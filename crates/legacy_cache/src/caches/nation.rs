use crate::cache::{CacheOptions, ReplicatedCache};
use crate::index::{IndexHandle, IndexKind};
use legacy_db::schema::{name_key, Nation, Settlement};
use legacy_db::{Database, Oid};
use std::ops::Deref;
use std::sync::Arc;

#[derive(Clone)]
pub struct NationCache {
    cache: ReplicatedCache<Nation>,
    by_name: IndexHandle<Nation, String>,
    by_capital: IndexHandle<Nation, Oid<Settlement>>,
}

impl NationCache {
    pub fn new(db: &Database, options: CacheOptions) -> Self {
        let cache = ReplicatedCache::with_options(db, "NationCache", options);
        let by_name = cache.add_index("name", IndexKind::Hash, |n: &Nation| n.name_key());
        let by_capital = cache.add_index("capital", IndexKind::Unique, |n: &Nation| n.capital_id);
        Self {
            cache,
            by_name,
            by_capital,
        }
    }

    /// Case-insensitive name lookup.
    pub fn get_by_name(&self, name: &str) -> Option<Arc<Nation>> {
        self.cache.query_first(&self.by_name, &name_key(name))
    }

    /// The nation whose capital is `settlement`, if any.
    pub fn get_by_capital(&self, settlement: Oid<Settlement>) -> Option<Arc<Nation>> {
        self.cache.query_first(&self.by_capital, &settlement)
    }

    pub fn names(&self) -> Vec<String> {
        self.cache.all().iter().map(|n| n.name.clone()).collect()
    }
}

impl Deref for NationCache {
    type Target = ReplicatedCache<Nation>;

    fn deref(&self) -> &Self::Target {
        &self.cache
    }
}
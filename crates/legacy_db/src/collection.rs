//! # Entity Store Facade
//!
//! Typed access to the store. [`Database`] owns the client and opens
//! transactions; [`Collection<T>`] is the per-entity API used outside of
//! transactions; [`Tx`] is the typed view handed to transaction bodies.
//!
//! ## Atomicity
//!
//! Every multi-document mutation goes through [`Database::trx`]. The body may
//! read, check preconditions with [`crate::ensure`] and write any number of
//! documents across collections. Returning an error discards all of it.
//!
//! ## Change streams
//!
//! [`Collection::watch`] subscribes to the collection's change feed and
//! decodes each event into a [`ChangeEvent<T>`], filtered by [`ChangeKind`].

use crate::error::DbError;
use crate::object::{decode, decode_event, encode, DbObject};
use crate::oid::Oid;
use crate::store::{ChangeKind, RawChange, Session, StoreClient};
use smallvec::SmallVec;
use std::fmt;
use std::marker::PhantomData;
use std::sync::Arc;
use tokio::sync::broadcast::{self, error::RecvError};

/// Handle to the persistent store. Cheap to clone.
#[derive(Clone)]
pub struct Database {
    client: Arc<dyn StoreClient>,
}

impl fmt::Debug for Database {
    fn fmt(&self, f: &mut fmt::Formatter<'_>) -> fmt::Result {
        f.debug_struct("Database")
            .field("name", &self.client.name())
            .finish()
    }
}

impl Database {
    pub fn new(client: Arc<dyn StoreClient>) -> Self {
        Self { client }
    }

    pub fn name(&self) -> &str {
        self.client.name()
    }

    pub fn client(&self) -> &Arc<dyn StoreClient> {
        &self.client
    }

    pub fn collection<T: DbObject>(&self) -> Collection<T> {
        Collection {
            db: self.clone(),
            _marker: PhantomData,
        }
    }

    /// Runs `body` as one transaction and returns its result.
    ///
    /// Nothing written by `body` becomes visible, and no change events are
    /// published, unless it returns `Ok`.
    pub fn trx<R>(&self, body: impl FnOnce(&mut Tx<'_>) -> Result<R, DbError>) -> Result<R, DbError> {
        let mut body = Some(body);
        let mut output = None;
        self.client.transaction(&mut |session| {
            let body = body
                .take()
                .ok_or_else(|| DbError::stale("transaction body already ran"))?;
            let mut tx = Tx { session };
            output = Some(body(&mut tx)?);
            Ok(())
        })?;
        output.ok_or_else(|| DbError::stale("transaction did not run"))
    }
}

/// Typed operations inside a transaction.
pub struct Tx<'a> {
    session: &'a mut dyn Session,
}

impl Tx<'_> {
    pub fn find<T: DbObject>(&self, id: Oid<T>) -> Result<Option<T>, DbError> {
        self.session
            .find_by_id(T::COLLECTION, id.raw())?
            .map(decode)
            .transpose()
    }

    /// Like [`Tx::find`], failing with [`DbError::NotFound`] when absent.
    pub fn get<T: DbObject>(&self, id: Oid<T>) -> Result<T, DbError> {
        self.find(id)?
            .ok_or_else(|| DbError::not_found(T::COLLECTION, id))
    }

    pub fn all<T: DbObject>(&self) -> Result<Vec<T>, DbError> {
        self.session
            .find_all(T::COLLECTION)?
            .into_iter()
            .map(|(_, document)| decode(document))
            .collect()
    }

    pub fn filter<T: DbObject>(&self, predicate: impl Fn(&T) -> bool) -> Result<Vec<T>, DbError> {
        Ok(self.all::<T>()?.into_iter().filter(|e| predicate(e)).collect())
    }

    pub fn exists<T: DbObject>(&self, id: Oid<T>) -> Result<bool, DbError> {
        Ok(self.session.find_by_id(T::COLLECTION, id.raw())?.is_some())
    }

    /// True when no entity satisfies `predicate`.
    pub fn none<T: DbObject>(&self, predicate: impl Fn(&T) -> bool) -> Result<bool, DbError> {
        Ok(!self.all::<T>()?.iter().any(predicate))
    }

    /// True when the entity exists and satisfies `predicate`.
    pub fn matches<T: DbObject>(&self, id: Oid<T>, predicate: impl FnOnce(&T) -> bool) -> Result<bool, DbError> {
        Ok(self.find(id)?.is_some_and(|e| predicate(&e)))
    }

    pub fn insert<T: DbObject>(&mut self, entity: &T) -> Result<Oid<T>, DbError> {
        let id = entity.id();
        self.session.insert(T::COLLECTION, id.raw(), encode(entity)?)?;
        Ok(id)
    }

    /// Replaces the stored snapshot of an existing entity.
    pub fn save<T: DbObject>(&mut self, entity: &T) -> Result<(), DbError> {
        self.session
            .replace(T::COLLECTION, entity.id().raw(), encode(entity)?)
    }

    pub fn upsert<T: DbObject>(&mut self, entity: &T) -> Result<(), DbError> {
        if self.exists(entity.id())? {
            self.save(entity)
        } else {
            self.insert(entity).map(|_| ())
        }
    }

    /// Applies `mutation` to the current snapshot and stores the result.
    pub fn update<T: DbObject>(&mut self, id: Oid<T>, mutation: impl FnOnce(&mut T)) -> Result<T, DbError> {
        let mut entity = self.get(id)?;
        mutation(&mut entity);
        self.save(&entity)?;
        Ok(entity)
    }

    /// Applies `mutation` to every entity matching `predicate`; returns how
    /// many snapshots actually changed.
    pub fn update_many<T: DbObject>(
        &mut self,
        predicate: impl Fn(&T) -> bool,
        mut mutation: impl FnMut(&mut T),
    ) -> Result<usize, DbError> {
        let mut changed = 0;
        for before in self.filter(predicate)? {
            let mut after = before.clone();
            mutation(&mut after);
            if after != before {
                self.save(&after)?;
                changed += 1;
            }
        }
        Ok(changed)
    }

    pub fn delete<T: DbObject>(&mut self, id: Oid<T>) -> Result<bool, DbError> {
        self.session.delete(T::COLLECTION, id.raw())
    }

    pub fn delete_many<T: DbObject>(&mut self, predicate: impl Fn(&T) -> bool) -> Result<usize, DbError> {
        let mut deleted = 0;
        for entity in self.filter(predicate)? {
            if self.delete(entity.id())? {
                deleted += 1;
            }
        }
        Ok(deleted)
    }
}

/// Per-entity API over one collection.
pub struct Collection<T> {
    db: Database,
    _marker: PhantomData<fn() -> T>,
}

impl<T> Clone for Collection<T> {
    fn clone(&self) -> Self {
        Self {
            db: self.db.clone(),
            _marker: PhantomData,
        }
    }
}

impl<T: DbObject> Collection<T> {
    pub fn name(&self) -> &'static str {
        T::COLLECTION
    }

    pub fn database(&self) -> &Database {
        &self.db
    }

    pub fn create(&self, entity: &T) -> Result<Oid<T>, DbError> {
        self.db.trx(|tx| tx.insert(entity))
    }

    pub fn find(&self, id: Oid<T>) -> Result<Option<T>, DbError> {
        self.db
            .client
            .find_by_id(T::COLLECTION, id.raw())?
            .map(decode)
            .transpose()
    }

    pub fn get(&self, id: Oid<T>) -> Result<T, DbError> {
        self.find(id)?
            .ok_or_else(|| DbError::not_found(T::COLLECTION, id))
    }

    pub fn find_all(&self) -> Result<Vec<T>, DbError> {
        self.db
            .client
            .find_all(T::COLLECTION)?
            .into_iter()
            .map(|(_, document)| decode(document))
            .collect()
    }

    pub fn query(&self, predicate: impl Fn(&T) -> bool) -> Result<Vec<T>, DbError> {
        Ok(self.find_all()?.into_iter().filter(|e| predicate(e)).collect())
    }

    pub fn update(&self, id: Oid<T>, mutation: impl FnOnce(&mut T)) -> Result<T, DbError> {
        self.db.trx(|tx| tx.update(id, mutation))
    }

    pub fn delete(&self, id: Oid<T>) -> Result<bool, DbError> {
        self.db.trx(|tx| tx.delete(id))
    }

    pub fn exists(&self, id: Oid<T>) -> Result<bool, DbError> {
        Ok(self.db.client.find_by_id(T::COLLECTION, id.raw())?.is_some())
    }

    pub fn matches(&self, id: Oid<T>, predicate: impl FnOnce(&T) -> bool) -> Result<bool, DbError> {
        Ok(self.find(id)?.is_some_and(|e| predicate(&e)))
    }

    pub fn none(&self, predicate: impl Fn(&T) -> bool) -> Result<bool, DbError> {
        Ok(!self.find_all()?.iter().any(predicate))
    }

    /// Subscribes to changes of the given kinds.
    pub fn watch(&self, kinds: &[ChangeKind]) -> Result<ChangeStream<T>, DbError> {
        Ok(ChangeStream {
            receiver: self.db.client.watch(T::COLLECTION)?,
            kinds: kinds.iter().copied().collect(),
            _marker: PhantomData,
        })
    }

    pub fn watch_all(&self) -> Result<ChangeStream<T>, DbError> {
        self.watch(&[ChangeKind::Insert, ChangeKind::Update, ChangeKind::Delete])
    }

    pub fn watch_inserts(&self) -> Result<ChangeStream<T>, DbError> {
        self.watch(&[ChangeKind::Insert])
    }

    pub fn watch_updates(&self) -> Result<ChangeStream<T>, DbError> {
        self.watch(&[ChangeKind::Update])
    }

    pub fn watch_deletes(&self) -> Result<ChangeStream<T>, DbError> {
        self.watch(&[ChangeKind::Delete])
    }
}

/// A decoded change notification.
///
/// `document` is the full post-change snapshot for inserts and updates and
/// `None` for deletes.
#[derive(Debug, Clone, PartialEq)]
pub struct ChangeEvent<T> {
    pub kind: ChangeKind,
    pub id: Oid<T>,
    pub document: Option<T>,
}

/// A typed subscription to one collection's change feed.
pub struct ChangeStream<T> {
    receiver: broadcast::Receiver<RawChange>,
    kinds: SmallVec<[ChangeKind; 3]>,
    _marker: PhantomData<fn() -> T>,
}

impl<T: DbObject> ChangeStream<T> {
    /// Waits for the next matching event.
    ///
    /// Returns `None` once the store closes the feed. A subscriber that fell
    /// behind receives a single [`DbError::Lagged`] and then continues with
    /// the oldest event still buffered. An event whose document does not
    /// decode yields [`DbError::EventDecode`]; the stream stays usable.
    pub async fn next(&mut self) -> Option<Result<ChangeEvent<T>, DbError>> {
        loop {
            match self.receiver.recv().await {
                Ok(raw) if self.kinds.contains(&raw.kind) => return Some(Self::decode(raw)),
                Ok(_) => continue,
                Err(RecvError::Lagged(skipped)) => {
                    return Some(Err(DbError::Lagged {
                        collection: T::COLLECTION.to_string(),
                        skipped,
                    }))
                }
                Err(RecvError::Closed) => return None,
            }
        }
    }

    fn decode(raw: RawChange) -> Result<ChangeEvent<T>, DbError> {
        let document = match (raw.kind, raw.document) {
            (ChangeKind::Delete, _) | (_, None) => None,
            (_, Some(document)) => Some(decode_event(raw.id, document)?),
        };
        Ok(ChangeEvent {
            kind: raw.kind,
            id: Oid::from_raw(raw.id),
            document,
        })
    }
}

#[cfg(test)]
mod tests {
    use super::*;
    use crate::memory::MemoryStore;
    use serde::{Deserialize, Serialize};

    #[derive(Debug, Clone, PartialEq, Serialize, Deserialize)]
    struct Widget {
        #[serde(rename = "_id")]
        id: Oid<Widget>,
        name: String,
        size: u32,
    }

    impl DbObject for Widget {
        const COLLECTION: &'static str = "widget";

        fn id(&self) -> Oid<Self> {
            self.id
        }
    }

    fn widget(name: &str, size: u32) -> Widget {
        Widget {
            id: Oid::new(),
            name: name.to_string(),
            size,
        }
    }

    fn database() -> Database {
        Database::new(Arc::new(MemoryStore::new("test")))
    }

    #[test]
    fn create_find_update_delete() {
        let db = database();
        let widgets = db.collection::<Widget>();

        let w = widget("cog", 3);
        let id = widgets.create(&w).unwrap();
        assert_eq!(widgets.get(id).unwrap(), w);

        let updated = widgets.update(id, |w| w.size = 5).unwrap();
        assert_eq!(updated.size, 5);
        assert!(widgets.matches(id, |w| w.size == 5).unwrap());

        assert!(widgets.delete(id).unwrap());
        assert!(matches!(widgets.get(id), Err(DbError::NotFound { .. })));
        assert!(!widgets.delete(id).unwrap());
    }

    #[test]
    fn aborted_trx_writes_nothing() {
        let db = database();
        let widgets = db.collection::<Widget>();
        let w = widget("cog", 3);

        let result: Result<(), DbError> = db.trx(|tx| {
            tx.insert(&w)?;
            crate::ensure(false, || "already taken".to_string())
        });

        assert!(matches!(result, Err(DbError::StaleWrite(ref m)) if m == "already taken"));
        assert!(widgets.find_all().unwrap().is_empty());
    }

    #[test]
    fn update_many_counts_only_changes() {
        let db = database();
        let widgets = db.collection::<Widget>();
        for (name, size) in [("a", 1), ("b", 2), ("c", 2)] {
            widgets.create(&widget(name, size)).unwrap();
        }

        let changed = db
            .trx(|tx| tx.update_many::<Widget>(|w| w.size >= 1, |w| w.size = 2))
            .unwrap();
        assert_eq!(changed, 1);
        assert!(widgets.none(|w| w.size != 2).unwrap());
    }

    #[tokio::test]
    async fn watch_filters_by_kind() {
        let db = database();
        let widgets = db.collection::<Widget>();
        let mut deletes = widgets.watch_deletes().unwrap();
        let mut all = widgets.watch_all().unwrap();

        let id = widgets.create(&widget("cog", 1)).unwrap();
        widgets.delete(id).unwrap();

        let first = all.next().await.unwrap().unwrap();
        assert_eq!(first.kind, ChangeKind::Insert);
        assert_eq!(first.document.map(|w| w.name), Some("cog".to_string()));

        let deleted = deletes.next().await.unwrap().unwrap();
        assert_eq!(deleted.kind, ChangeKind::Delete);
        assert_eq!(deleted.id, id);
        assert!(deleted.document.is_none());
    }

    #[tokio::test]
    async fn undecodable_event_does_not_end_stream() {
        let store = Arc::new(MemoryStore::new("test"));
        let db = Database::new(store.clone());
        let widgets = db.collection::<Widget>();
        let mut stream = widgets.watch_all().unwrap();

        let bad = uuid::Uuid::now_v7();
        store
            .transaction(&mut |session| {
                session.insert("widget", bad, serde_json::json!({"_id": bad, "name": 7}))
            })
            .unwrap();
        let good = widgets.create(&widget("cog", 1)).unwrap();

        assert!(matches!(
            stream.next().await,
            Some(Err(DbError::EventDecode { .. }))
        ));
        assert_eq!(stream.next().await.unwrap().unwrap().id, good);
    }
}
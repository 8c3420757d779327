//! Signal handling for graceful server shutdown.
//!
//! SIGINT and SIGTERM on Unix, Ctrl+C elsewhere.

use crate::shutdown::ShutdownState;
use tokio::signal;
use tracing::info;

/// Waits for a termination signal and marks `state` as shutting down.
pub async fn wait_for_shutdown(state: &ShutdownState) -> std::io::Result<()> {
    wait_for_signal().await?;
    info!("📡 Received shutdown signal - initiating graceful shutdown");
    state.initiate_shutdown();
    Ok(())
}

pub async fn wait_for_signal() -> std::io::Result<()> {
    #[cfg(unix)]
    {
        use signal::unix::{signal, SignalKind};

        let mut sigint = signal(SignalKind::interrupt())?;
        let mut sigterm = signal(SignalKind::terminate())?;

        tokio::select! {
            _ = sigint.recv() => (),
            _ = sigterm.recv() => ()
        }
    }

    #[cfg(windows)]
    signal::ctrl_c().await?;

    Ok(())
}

********************

* WORK ITEM
Above are the lines; repeat exactly the ones from the line containing "Case-insensitive name lookup." down to the line containing "pub fn get_by_capital(&self, settlement: Oid<Settlement>)", both inclusive.

* RESPONSE TO THE EXERCISE
    /// Case-insensitive name lookup.
    pub fn get_by_name(&self, name: &str) -> Option<Arc<Nation>> {
        self.cache.query_first(&self.by_name, &name_key(name))
    }

    /// The nation whose capital is `settlement`, if any.
    pub fn get_by_capital(&self, settlement: Oid<Settlement>) -> Option<Arc<Nation>> {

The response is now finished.